Como esas personas tan irritantes que hablan de ellas mismas en tercera persona, voy a entrecomillarme a mí misma para recordar algo sobre lo que escribí hace un par de años en este mismo espacio de opinión. (¡Un par de años ya!). "Las manos culinarias de nuestras madres y abuelas, que saben como nadie lo que significa comer bien y alimentarse bien. Porque para ellas no hay diferencia entre un acto y otro". Esto decía yo en octubre del 2020 cuando hablaba de mi infancia y de cómo muchas veces me he sentido huérfana de paladar al pensar que, a diferencia del resto de los mortales, yo no tengo ningún plato que me recuerde a mi niñez. Mi conclusión, sin embargo, no fue para nada dramática, sino todo lo contrario; "mi infancia fue brutalmente feliz. Afortunada, bien alimentada, llena de amor y feliz. Muy feliz", concluía.
Volver a este artículo no ha sido casual, como tampoco mi necesidad de darle una vuelta de tuerca tras una conversación que mantuve con mis padres hace un par de semanas mientras veíamos una película. En una escena, aparecía una madre, entre el caos y el desorden de su inmensa cocina con isla americana, enseñándole a sus hijos (chico y chica) a preparar su plato estrella y les contaba cómo lo había heredado de su madre, y esta de su madre y así generación tras generación.

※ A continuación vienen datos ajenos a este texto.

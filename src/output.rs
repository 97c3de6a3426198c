//! CLI output formatting for conversion runs.
//!
//! Output is **album-centric**: every album leads with its positional index
//! and source name, and each photo is listed under it with its own index and
//! title. Failures are shown inline, under the entity they belong to.
//!
//! ```text
//! Found 2 albums
//! 001 broken.md
//!     Skipped: unreadable header: header is not closed by a `---` line
//! 002 summer.md
//!     Summer (2 photos, category Landscape)
//!     001 Beach 1 → content/portfolio/beach-1-1718000000001.md
//!     002 Beach 2 → content/portfolio/beach-2-1718000000002.md
//!     Deleted source
//!
//! Converted 1 album: 2 records created, 0 failed, 1 source deleted, 1 album skipped
//! ```
//!
//! An interrupted run stops between albums and says so:
//!
//! ```text
//! Interrupted, 3 albums not started
//!
//! Converted 1 album: 2 records created, 0 failed, 1 source deleted
//! Interrupted by user before all albums were converted
//! ```
//!
//! # Architecture
//!
//! [`format_event`] and [`format_summary`] return `Vec<String>` for
//! testability and have `print_*` wrappers that write to stdout. Format
//! functions are pure: no I/O, no side effects.

use crate::convert::{ConvertEvent, ConvertSummary};

/// Format a 1-based positional index as 3-digit zero-padded.
fn format_index(pos: usize) -> String {
    format!("{:0>3}", pos)
}

/// Return indentation string: 4 spaces per depth level.
fn indent(depth: usize) -> String {
    "    ".repeat(depth)
}

fn plural(n: usize, one: &str, many: &str) -> String {
    if n == 1 {
        format!("{n} {one}")
    } else {
        format!("{n} {many}")
    }
}

/// Photo line: index and title, with a fallback for entries that never got
/// a title.
fn photo_line(index: usize, title: Option<&str>) -> String {
    match title {
        Some(t) if !t.is_empty() => format!("{}{} {}", indent(1), format_index(index), t),
        _ => format!("{}{} (image entry {})", indent(1), format_index(index), index),
    }
}

/// Format a single conversion event as display lines.
pub fn format_event(event: &ConvertEvent) -> Vec<String> {
    match event {
        ConvertEvent::Discovered { count } => {
            vec![format!("Found {}", plural(*count, "album", "albums"))]
        }
        ConvertEvent::NoInput => vec!["No album records found".to_string()],
        ConvertEvent::AlbumStarted { index, source } => {
            vec![format!("{} {}", format_index(*index), source)]
        }
        ConvertEvent::AlbumParsed {
            album_name,
            category,
            base_title: _,
            image_count,
        } => vec![format!(
            "{}{} ({}, category {})",
            indent(1),
            album_name,
            plural(*image_count, "photo", "photos"),
            category
        )],
        ConvertEvent::AlbumSkipped { reason, .. } => {
            vec![format!("{}Skipped: {}", indent(1), reason)]
        }
        ConvertEvent::NoImages { .. } => {
            vec![format!("{}No images, nothing to convert", indent(1))]
        }
        ConvertEvent::RecordCreated {
            index,
            title,
            location,
            ..
        } => vec![format!("{} → {}", photo_line(*index, Some(title)), location)],
        ConvertEvent::RecordPlanned {
            index, title, id, ..
        } => vec![format!(
            "{} (dry run, would write {})",
            photo_line(*index, Some(title)),
            id
        )],
        ConvertEvent::RecordFailed {
            index,
            title,
            reason,
            ..
        } => vec![
            photo_line(*index, title.as_deref()),
            format!("{}Failed: {}", indent(2), reason),
        ],
        ConvertEvent::SourceDeleted { .. } => vec![format!("{}Deleted source", indent(1))],
        ConvertEvent::SourceKept { failed, .. } => {
            if *failed == 0 {
                vec![format!("{}Kept source", indent(1))]
            } else {
                vec![format!(
                    "{}Kept source ({} failed)",
                    indent(1),
                    plural(*failed, "photo", "photos")
                )]
            }
        }
        ConvertEvent::DeleteFailed { reason, .. } => {
            vec![format!("{}Could not delete source: {}", indent(1), reason)]
        }
        ConvertEvent::AlbumFinished { .. } => Vec::new(),
        ConvertEvent::Cancelled { remaining } => vec![format!(
            "Interrupted, {} not started",
            plural(*remaining, "album", "albums")
        )],
    }
}

pub fn print_event(event: &ConvertEvent) {
    for line in format_event(event) {
        println!("{}", line);
    }
}

/// Format the closing summary of a run.
pub fn format_summary(summary: &ConvertSummary) -> Vec<String> {
    let mut lines = vec![String::new()];

    if summary.albums_found == 0 {
        lines.push("Nothing to convert".to_string());
        return lines;
    }

    let verb = if summary.dry_run {
        "Dry run: would convert"
    } else {
        "Converted"
    };
    let created = if summary.dry_run {
        "planned"
    } else {
        "created"
    };
    let mut line = format!(
        "{} {}: {} {}, {} failed",
        verb,
        plural(summary.albums_converted(), "album", "albums"),
        plural(summary.records_created, "record", "records"),
        created,
        summary.records_failed
    );
    if !summary.dry_run {
        line.push_str(&format!(
            ", {} deleted",
            plural(summary.sources_deleted, "source", "sources")
        ));
    }
    if summary.albums_skipped > 0 {
        line.push_str(&format!(
            ", {} skipped",
            plural(summary.albums_skipped, "album", "albums")
        ));
    }
    lines.push(line);

    if summary.delete_failures > 0 {
        lines.push(format!(
            "{} could not be deleted",
            plural(summary.delete_failures, "source", "sources")
        ));
    }

    if summary.cancelled {
        lines.push("Interrupted by user before all albums were converted".to_string());
    }

    let incomplete: Vec<&str> = summary
        .albums
        .iter()
        .filter(|a| a.failed > 0)
        .map(|a| a.source.as_str())
        .collect();
    if !incomplete.is_empty() {
        lines.push("Albums with failed photos:".to_string());
        for source in incomplete {
            lines.push(format!("{}{}", indent(1), source));
        }
    }
    lines
}

pub fn print_summary(summary: &ConvertSummary) {
    for line in format_summary(summary) {
        println!("{}", line);
    }
}
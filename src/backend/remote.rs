//! Remote backend over the GitHub repository contents API.
//!
//! Every record lives at `{api_base}/repos/{owner}/{repo}/contents/{path}`:
//!
//! | Operation | Request | Notes |
//! |-----------|---------|-------|
//! | list      | `GET` album path | 404 means no albums |
//! | read      | `GET` record path | base64 `content` + blob `sha` |
//! | write     | `PUT` portfolio path | `{message, content, branch?}`; no `sha`, so an existing file is a conflict |
//! | delete    | `DELETE` record path | `{message, sha, branch?}` |
//!
//! Fine-grained tokens (`github_pat_…`) authenticate with `Bearer`, classic
//! tokens with `token`. Requests are blocking; the converter is sequential.

use super::{BackendError, Cause, RecordStore};
use crate::frontmatter;
use crate::naming;
use crate::types::{PortfolioRecord, RecordHandle, VersionToken};
use base64::Engine;
use base64::engine::general_purpose::STANDARD;
use reqwest::Url;
use reqwest::blocking::{Client, RequestBuilder, Response};
use reqwest::header::{ACCEPT, AUTHORIZATION};
use serde::{Deserialize, Serialize};
use std::time::Duration;
use thiserror::Error;
use tracing::debug;

pub const DEFAULT_API_BASE: &str = "https://api.github.com";
const API_VERSION: &str = "2022-11-28";
const MEDIA_TYPE: &str = "application/vnd.github+json";

/// Where the remote records live and how to authenticate.
#[derive(Clone)]
pub struct RemoteSettings {
    pub api_base: String,
    pub owner: String,
    pub repo: String,
    pub branch: Option<String>,
    pub token: String,
    pub albums_path: String,
    pub portfolio_path: String,
    pub timeout: Duration,
}

impl std::fmt::Debug for RemoteSettings {
    fn fmt(&self, f: &mut std::fmt::Formatter<'_>) -> std::fmt::Result {
        f.debug_struct("RemoteSettings")
            .field("api_base", &self.api_base)
            .field("owner", &self.owner)
            .field("repo", &self.repo)
            .field("branch", &self.branch)
            .field("token", &"<redacted>")
            .field("albums_path", &self.albums_path)
            .field("portfolio_path", &self.portfolio_path)
            .field("timeout", &self.timeout)
            .finish()
    }
}

/// Classification of a non-2xx response.
#[derive(Debug, Clone, Copy, PartialEq, Eq)]
pub enum HttpFailureKind {
    Unauthorized,
    RateLimited,
    Conflict,
    NotFound,
    Other,
}

impl HttpFailureKind {
    /// `rate_remaining` is the `x-ratelimit-remaining` header, if present.
    /// GitHub answers an exhausted primary rate limit with 403 and `0`.
    pub fn classify(status: u16, rate_remaining: Option<&str>) -> Self {
        match status {
            403 if rate_remaining.map(str::trim) == Some("0") => Self::RateLimited,
            401 | 403 => Self::Unauthorized,
            429 => Self::RateLimited,
            409 | 422 => Self::Conflict,
            404 => Self::NotFound,
            _ => Self::Other,
        }
    }

    fn label(self) -> &'static str {
        match self {
            Self::Unauthorized => "unauthorized",
            Self::RateLimited => "rate limited",
            Self::Conflict => "conflict",
            Self::NotFound => "not found",
            Self::Other => "unexpected status",
        }
    }
}

/// A non-2xx response from the contents API.
#[derive(Error, Debug, Clone, PartialEq, Eq)]
#[error("HTTP {status} ({}): {message}", .kind.label())]
pub struct HttpFailure {
    pub status: u16,
    pub kind: HttpFailureKind,
    pub message: String,
}

impl HttpFailure {
    pub fn new(status: u16, rate_remaining: Option<&str>, message: String) -> Self {
        Self {
            status,
            kind: HttpFailureKind::classify(status, rate_remaining),
            message,
        }
    }
}

/// `Authorization` header value for a personal access token.
pub fn auth_header_value(token: &str) -> String {
    let token = token.trim();
    if token.starts_with("github_pat_") {
        format!("Bearer {token}")
    } else {
        format!("token {token}")
    }
}

/// Decode the API's base64 `content`, which arrives wrapped at 60 columns.
pub fn decode_content(encoded: &str) -> Result<String, Cause> {
    let compact: String = encoded.chars().filter(|c| !c.is_whitespace()).collect();
    let bytes = STANDARD
        .decode(compact)
        .map_err(|e| Cause::Invalid(format!("content is not valid base64: {e}")))?;
    String::from_utf8(bytes).map_err(|_| Cause::Invalid("content is not valid UTF-8".into()))
}

pub fn encode_content(text: &str) -> String {
    STANDARD.encode(text.as_bytes())
}

pub fn create_message(record: &PortfolioRecord) -> String {
    format!("Add portfolio photo: {}", record.title)
}

pub fn delete_message(handle: &RecordHandle) -> String {
    format!("Remove converted album: {}", handle.path)
}

/// One entry of a directory listing.
#[derive(Debug, Deserialize)]
struct ContentEntry {
    name: String,
    path: String,
    #[serde(rename = "type")]
    kind: String,
}

/// A single file as returned by `GET contents/{path}`.
#[derive(Debug, Deserialize)]
struct ContentFile {
    sha: String,
    #[serde(default)]
    content: Option<String>,
    #[serde(default)]
    encoding: Option<String>,
}

#[derive(Debug, Serialize)]
struct CreateRequest<'a> {
    message: String,
    content: String,
    #[serde(skip_serializing_if = "Option::is_none")]
    branch: Option<&'a str>,
}

#[derive(Debug, Serialize)]
struct DeleteRequest<'a> {
    message: String,
    sha: &'a str,
    #[serde(skip_serializing_if = "Option::is_none")]
    branch: Option<&'a str>,
}

#[derive(Debug, Deserialize)]
struct ApiMessage {
    message: String,
}

/// Album file handles from a directory listing body.
///
/// Only regular files with the record extension are albums; subdirectories
/// and stray files are ignored. A body that is a single object means the
/// album path is a file, not a directory.
fn album_handles(body: &str) -> Result<Vec<RecordHandle>, Cause> {
    let entries: Vec<ContentEntry> = serde_json::from_str(body)
        .map_err(|e| Cause::Invalid(format!("album path is not a directory listing: {e}")))?;
    Ok(entries
        .into_iter()
        .filter(|e| e.kind == "file" && naming::is_record_file(&e.name))
        .map(|e| RecordHandle::new(e.path, e.name))
        .collect())
}

fn parse_file(body: &str) -> Result<(String, VersionToken), Cause> {
    let file: ContentFile = serde_json::from_str(body)
        .map_err(|e| Cause::Invalid(format!("unexpected contents response: {e}")))?;
    match file.encoding.as_deref() {
        Some("base64") | None => {}
        Some(other) => {
            return Err(Cause::Invalid(format!(
                "content delivered with unsupported encoding `{other}`"
            )));
        }
    }
    let content = file
        .content
        .ok_or_else(|| Cause::Invalid("response has no content".into()))?;
    Ok((decode_content(&content)?, VersionToken(file.sha)))
}

/// Turn a non-2xx response into an [`HttpFailure`], keeping the API's
/// `message` when the body has one.
fn http_failure(response: Response) -> HttpFailure {
    let status = response.status().as_u16();
    let remaining = response
        .headers()
        .get("x-ratelimit-remaining")
        .and_then(|v| v.to_str().ok())
        .map(str::to_string);
    let body = response.text().unwrap_or_default();
    let message = serde_json::from_str::<ApiMessage>(&body)
        .map(|m| m.message)
        .unwrap_or_else(|_| body.trim().to_string());
    HttpFailure::new(status, remaining.as_deref(), message)
}

pub struct RemoteBackend {
    client: Client,
    settings: RemoteSettings,
}

impl RemoteBackend {
    pub fn new(settings: RemoteSettings) -> Self {
        let client = Client::builder()
            .timeout(settings.timeout)
            .user_agent(concat!(env!("CARGO_PKG_NAME"), "/", env!("CARGO_PKG_VERSION")))
            .build()
            .unwrap_or_else(|_| Client::new());
        Self { client, settings }
    }

    pub fn settings(&self) -> &RemoteSettings {
        &self.settings
    }

    /// `{api_base}/repos/{owner}/{repo}/contents/{path}`, with each path
    /// segment percent-encoded.
    pub fn contents_url(&self, path: &str) -> Result<Url, Cause> {
        let s = &self.settings;
        let mut url = Url::parse(&s.api_base)
            .map_err(|e| Cause::Invalid(format!("invalid API base `{}`: {e}", s.api_base)))?;
        url.path_segments_mut()
            .map_err(|_| Cause::Invalid(format!("API base `{}` cannot hold a path", s.api_base)))?
            .pop_if_empty()
            .extend(["repos", s.owner.as_str(), s.repo.as_str(), "contents"])
            .extend(path.split('/').filter(|seg| !seg.is_empty()));
        Ok(url)
    }

    fn read_url(&self, path: &str) -> Result<Url, Cause> {
        let mut url = self.contents_url(path)?;
        if let Some(branch) = &self.settings.branch {
            url.query_pairs_mut().append_pair("ref", branch);
        }
        Ok(url)
    }

    fn authorized(&self, request: RequestBuilder) -> RequestBuilder {
        request
            .header(AUTHORIZATION, auth_header_value(&self.settings.token))
            .header(ACCEPT, MEDIA_TYPE)
            .header("X-GitHub-Api-Version", API_VERSION)
    }

    fn portfolio_path(&self, record: &PortfolioRecord) -> String {
        let dir = self.settings.portfolio_path.trim_end_matches('/');
        format!("{dir}/{}", naming::record_file_name(&record.id))
    }
}

impl RecordStore for RemoteBackend {
    fn list_album_records(&self) -> Result<Vec<RecordHandle>, BackendError> {
        let path = &self.settings.albums_path;
        let url = self
            .read_url(path)
            .map_err(|e| BackendError::list(path, e))?;
        debug!(%url, "listing albums");

        let response = self
            .authorized(self.client.get(url))
            .send()
            .map_err(|e| BackendError::list(path, e))?;
        if !response.status().is_success() {
            let failure = http_failure(response);
            if failure.kind == HttpFailureKind::NotFound {
                return Ok(Vec::new());
            }
            return Err(BackendError::list(path, failure));
        }
        let body = response.text().map_err(|e| BackendError::list(path, e))?;
        album_handles(&body).map_err(|e| BackendError::list(path, e))
    }

    fn read_record(&self, handle: &RecordHandle) -> Result<(String, VersionToken), BackendError> {
        let path = &handle.path;
        let url = self.read_url(path).map_err(|e| BackendError::read(path, e))?;
        debug!(%url, "reading record");

        let response = self
            .authorized(self.client.get(url))
            .send()
            .map_err(|e| BackendError::read(path, e))?;
        if !response.status().is_success() {
            let failure = http_failure(response);
            if failure.kind == HttpFailureKind::NotFound {
                return Err(BackendError::NotFound(path.clone()));
            }
            return Err(BackendError::read(path, failure));
        }
        let body = response.text().map_err(|e| BackendError::read(path, e))?;
        parse_file(&body).map_err(|e| BackendError::read(path, e))
    }

    fn write_portfolio_record(&self, record: &PortfolioRecord) -> Result<RecordHandle, BackendError> {
        let path = self.portfolio_path(record);
        let url = self
            .contents_url(&path)
            .map_err(|e| BackendError::write(&path, e))?;
        let text = frontmatter::render(record).map_err(|e| BackendError::write(&path, e))?;
        let body = CreateRequest {
            message: create_message(record),
            content: encode_content(&text),
            branch: self.settings.branch.as_deref(),
        };
        debug!(%url, "creating record");

        let response = self
            .authorized(self.client.put(url))
            .json(&body)
            .send()
            .map_err(|e| BackendError::write(&path, e))?;
        if !response.status().is_success() {
            return Err(BackendError::write(&path, http_failure(response)));
        }
        Ok(RecordHandle::new(
            path,
            naming::record_file_name(&record.id),
        ))
    }

    fn delete_record(&self, handle: &RecordHandle, token: &VersionToken) -> Result<(), BackendError> {
        let path = &handle.path;
        let url = self
            .contents_url(path)
            .map_err(|e| BackendError::delete(path, e))?;
        let body = DeleteRequest {
            message: delete_message(handle),
            sha: token.as_str(),
            branch: self.settings.branch.as_deref(),
        };
        debug!(%url, sha = token.as_str(), "deleting record");

        let response = self
            .authorized(self.client.delete(url))
            .json(&body)
            .send()
            .map_err(|e| BackendError::delete(path, e))?;
        if !response.status().is_success() {
            let failure = http_failure(response);
            if failure.kind == HttpFailureKind::NotFound {
                return Err(BackendError::NotFound(path.clone()));
            }
            return Err(BackendError::delete(path, failure));
        }
        Ok(())
    }

    fn location(&self) -> String {
        let s = &self.settings;
        match &s.branch {
            Some(branch) => format!("{}/{}@{branch}:{}", s.owner, s.repo, s.albums_path),
            None => format!("{}/{}:{}", s.owner, s.repo, s.albums_path),
        }
    }
}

Mientras la receta estaba en marcha, la madre rescata de la despensa el gran libro de recetas familiar. Como no podía ser de otra manera, la cubierta tiene la típica capa de polvo que en el cine le impregnan a cualquier objeto de valor y recorrido histórico incalculable. La madre sopla delicadamente para retirar esa polvareda, lo abre con cuidado, acaricia las hojas de aspecto centenario y se las muestra a los pequeños. – "¿Tengo que aprender a hacer estas recetas, mamá?"-, pregunta la niña. –"¡Claro hija, tu abuela estaría orgullosísima de ti!"-, le responde la madre con cara de rancia. A su hijo, en cambio, le dice que no se preocupe porque para él su abuelo también le había dejado una valiosa herencia en forma de cromos de colección. El niño respira tranquilo, hasta aliviado, por no tener esa presión. Esa herencia culinaria que por imposición va de abuelas a madres, de madres a hijas. De mujer a mujer. En femenino y no en masculino.
Siguiendo con tal peliculón, al final los tres se abrazan felices y satisfechos porque cada uno tiene su cometido claro en la vida. La receta sale deliciosa y, casualmente, llega el cabeza de familia para cuando la mesa ya está lista. Qué felicidad, qué horror. Todo mal, fatal. Sobre todo teniendo en cuenta que la película se rodó en este siglo. A mis padres, sin embargo, no les saltó ninguna alarma pero mi cara era un poema y entonces, lancé la pregunta: -"Mamá, ¿qué platos has heredado de la yaya?"-. Me los enumeró, y creo que la sopa de ajo era uno de ellos. La misma pregunta le lancé a mi padre, quien automáticamente desvió la mirada hacia mi madre como un claro "pasapalabra". Claro, ella conocía mejor la cocina de su suegra, porque era cosa de mujeres. De abuelas a madres, de madres a hijas, de suegras a nueras. Por supuesto, también se los sabía, y me los detalló. Creo que los arroces eran los platos estrella de mi abuela paterna.
Y entonces vuelvo a mí, y me doy cuenta de que a pesar de haber rescatado en mi memoria algunos de esos platos, en ningún momento los consideraba como una herencia que debiera conservar. Ni siquiera como creaciones que, en sí mismas, tuvieran que definir lo que fueron mis abuelas ni lo que es mi madre. De ella podría decir muchos platos que borda (mi madre es una magnífica cocinera), pero nunca los he considerado como un legado que yo deba tomar. Ella es ella, yo soy yo. Su cocina me ha dado, me da y me seguirá dando muchísimo, pero no siento que eso deba conservarse por una ley no escrita en femenino. ¿No sé cocinar ninguno de los platos que hace mi madre? Probablemente sin su ayuda, no. ¿Y qué voy a dejar yo? ¿Qué recetas son las mías? ¿Quizás ninguna? Quizás, y no veas la presión que se quita una de encima porque las herencias, culinarias y de cualquier tipo, todos sabemos cómo acaban.